Greatest Hits: Back to the Start is the second greatest hits album by Megadeth. It was released on June 28, 2005, via Capitol Records. The title "Back to the Start" is a reference to lyrics in "Rust in Peace... Polaris" from Megadeth's 1990 album Rust in Peace: "The day of final conflict/All pay the price/The third World War rapes peace/Takes life back to the start." The cover art is an edited version of the 1954 Castle Romeo H-bomb test.

==Background and release==
The selection of tracks for the album was largely determined by fans, who voted on songs in polls on the band's website. However, the inclusion of "Kill the King," a track originally released on Capitol Punishment: The Megadeth Years in 2000, was insisted upon by Mustaine. To help promote the release, a new video was made for "Kill the King."
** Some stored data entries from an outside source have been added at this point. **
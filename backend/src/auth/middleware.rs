//! Request-level authentication helpers and the allowed-hosts filter.
//!
//! The viewer is resolved from `Authorization: JWT <token>` (or `Bearer`)
//! and falls back to the access token cookie.

use crate::auth::cookies::CookieBridge;
use crate::auth::models::Viewer;
use crate::config::Config;
use crate::utils::jwt::JwtUtils;
use axum::{
    extract::{Request, State},
    http::{
        HeaderMap, StatusCode,
        header::{AUTHORIZATION, HOST},
    },
    middleware::Next,
    response::Response,
};
use std::sync::Arc;

const AUTH_SCHEMES: &[&str] = &["JWT ", "Bearer "];

/// Extracts the raw access token from the request, header first.
pub fn access_token_from_headers(headers: &HeaderMap, config: &Config) -> Option<String> {
    let from_header = headers
        .get(AUTHORIZATION)
        .and_then(|header| header.to_str().ok())
        .and_then(|header| {
            AUTH_SCHEMES
                .iter()
                .find_map(|scheme| header.strip_prefix(scheme))
        })
        .map(|token| token.trim().to_string())
        .filter(|token| !token.is_empty());

    from_header.or_else(|| CookieBridge::new(&config.cookies).access_token(headers))
}

/// Resolves the caller; invalid or expired tokens make an anonymous viewer.
pub fn resolve_viewer(headers: &HeaderMap, config: &Config, jwt_utils: &JwtUtils) -> Viewer {
    let Some(token) = access_token_from_headers(headers, config) else {
        return Viewer::anonymous();
    };

    match jwt_utils.validate_token(&token) {
        Ok(claims) => Viewer::authenticated(claims),
        Err(e) => {
            tracing::debug!("Ignoring access token: {}", e);
            Viewer::anonymous()
        }
    }
}

/// Rejects requests whose Host header is not in `ALLOWED_HOSTS`.
pub async fn allowed_hosts(
    State(config): State<Arc<Config>>,
    request: Request,
    next: Next,
) -> Result<Response, StatusCode> {
    let host = request
        .headers()
        .get(HOST)
        .and_then(|header| header.to_str().ok())
        .or_else(|| request.uri().host())
        .unwrap_or_default();

    if !config.is_host_allowed(host) {
        tracing::warn!("Rejected request for disallowed host '{}'", host);
        return Err(StatusCode::BAD_REQUEST);
    }

    Ok(next.run(request).await)
}

#[cfg(test)]
mod tests {
    use super::*;
    use crate::config::test_config;
    use crate::database::models::User;
    use axum::http::HeaderValue;
    use chrono::Utc;

    fn signed_token(jwt_utils: &JwtUtils) -> String {
        let now = Utc::now();
        let user = User {
            id: 3,
            email: "test@example.com".to_string(),
            username: "testuser".to_string(),
            password_hash: String::new(),
            first_name: String::new(),
            last_name: String::new(),
            is_active: true,
            is_verified: true,
            is_staff: false,
            date_joined: now,
            last_login: None,
            updated_at: now,
        };
        jwt_utils.generate_token(&user, None).unwrap().token
    }

    #[test]
    fn test_header_schemes_and_cookie_fallback() {
        let config = test_config();
        let jwt_utils = JwtUtils::new(&config.secret_key, config.jwt.clone());
        let token = signed_token(&jwt_utils);

        for scheme in ["JWT", "Bearer"] {
            let mut headers = HeaderMap::new();
            headers.insert(
                AUTHORIZATION,
                HeaderValue::from_str(&format!("{scheme} {token}")).unwrap(),
            );
            let viewer = resolve_viewer(&headers, &config, &jwt_utils);
            assert_eq!(viewer.claims.unwrap().user_id().unwrap(), 3);
        }

        let mut headers = HeaderMap::new();
        headers.insert(
            axum::http::header::COOKIE,
            HeaderValue::from_str(&format!("tau_auth_token={token}")).unwrap(),
        );
        assert!(resolve_viewer(&headers, &config, &jwt_utils).is_authenticated());
    }

    #[test]
    fn test_invalid_token_is_anonymous() {
        let config = test_config();
        let jwt_utils = JwtUtils::new(&config.secret_key, config.jwt.clone());

        let mut headers = HeaderMap::new();
        headers.insert(AUTHORIZATION, HeaderValue::from_static("JWT garbage"));
        assert!(!resolve_viewer(&headers, &config, &jwt_utils).is_authenticated());
        assert!(!resolve_viewer(&HeaderMap::new(), &config, &jwt_utils).is_authenticated());
    }
}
==Commercial performance==
Greatest Hits: Back to the Start reached No. 65 on the U.S. Billboard 200, selling 17,441 copies according to Nielsen SoundScan. By December 16, 2005, the album had sold about 133,000 copies in the U.S. The album was also certified gold in Canada on July 15, 2011. On July 23, 2011, in Toronto, Canada, the band was presented with gold plaques by EMI in recognition of the achievement.

==Reception==

Jason Birchmeier of AllMusic critiqued the album for being more of a sampler and having a more "balanced" approach to the band's Capitol Records material, rather than focusing on Megadeth's first few records.

Professional ratings
Review scores
| Source | Rating |
| Blender | Star |
| AllMusic | Star |

==Track listing==

| No. | Title | Original album | Length |
|---|---|---|---|
| 1. | "Holy Wars... The Punishment Due" | 1990 - Rust in Peace | 6:32 |
| 2. | "In My Darkest Hour" | 1988 - So Far, So Good... So What! | 6:26 |
| 3. | "Peace Sells" | 1986 - Peace Sells... but Who's Buying? | 4:02 |
| 4. | "Sweating Bullets" | 1992 - Countdown to Extinction | 5:26 |
| 5. | "Angry Again" | 1993 - Last Action Hero (Soundtrack) | 3:47 |
| 6. | "A Tout le Monde" | 1994 - Youthanasia | 4:25 |
| 7. | "Trust" | 1997 - Cryptic Writings | 5:12 |
| 8. | "Kill the King" | 2000 - Capitol Punishment: The Megadeth Years | 3:42 |
| 9. | "Symphony of Destruction" | 1992 - Countdown to Extinction | 4:06 |
| 10. | "Mechanix" | 1985 - Killing Is My Business... and Business Is Good! | 4:21 |
| 11. | "Train of Consequences" | 1994 - Youthanasia | 3:30 |
| 12. | "Wake Up Dead" | 1986 - Peace Sells... but Who's Buying? | 3:38 |
| 13. | "Hangar 18" | 1990 - Rust in Peace | 5:12 |
| 14. | "Dread and the Fugitive Mind" | 2000 - Capitol Punishment: The Megadeth Years | 4:23 |
| 15. | "Skin o' My Teeth" | 1992 - Countdown to Extinction | 3:15 |
| 16. | "She-Wolf" | 1997 - Cryptic Writings | 3:39 |
| 17. | "Prince of Darkness" | 1999 - Risk | 6:28 |
| Total length: |  |  | 78:04 |

===Limited edition DVD===
- "Kill the King" music video
- "Live at the Fillmore Auditorium December 27, 1999"
  - "Prince of Darkness"
  - "Holy Wars... The Punishment Due"
  - "In My Darkest Hour"
  - "Hangar 18"
  - "Sweating Bullets"
  - "Symphony of Destruction"
  - "Peace Sells"
- Arsenal of Megadeth trailer

==Personnel==
- Dave Mustaine – guitars, lead vocals on all tracks
- Marty Friedman – guitars on tracks 1, 4–7, 9, 11, 13, and 15–17
- Chris Poland – guitars on tracks 3, 10 and 12
- Al Pitrelli – guitars on tracks 8 and 14
- Jeff Young – guitars on "In My Darkest Hour"
- David Ellefson – bass on all tracks
- Nick Menza – drums on tracks 1, 4–7, 9, 11, 13, and 15–16
- Gar Samuelson – drums on tracks 3, 10 and 12
- Jimmy DeGrasso – drums on tracks 8, 14, and 17
- Chuck Behler – drums on "In My Darkest Hour"

==Charts==

| Chart (2005) | Peak position |
|---|---|
| Finnish Albums (Suomen virallinen lista) | 21 |
| UK Albums (OCC) | 47 |
| US Billboard 200 | 65 |

| Chart (2026) | Peak position |
|---|---|
| Greek Albums (IFPI) | 60 |

==Certifications==

| Region | Certification | Certified units/sales |
| Canada (Music Canada) | Gold | 50,000^{^} |
| United Kingdom (BPI) | Silver | 60,000^{‡} |
| United States | — | 133,000 |
^{^} Shipments figures based on certification alone. ^{‡} Sales+streaming figures based on certification alone.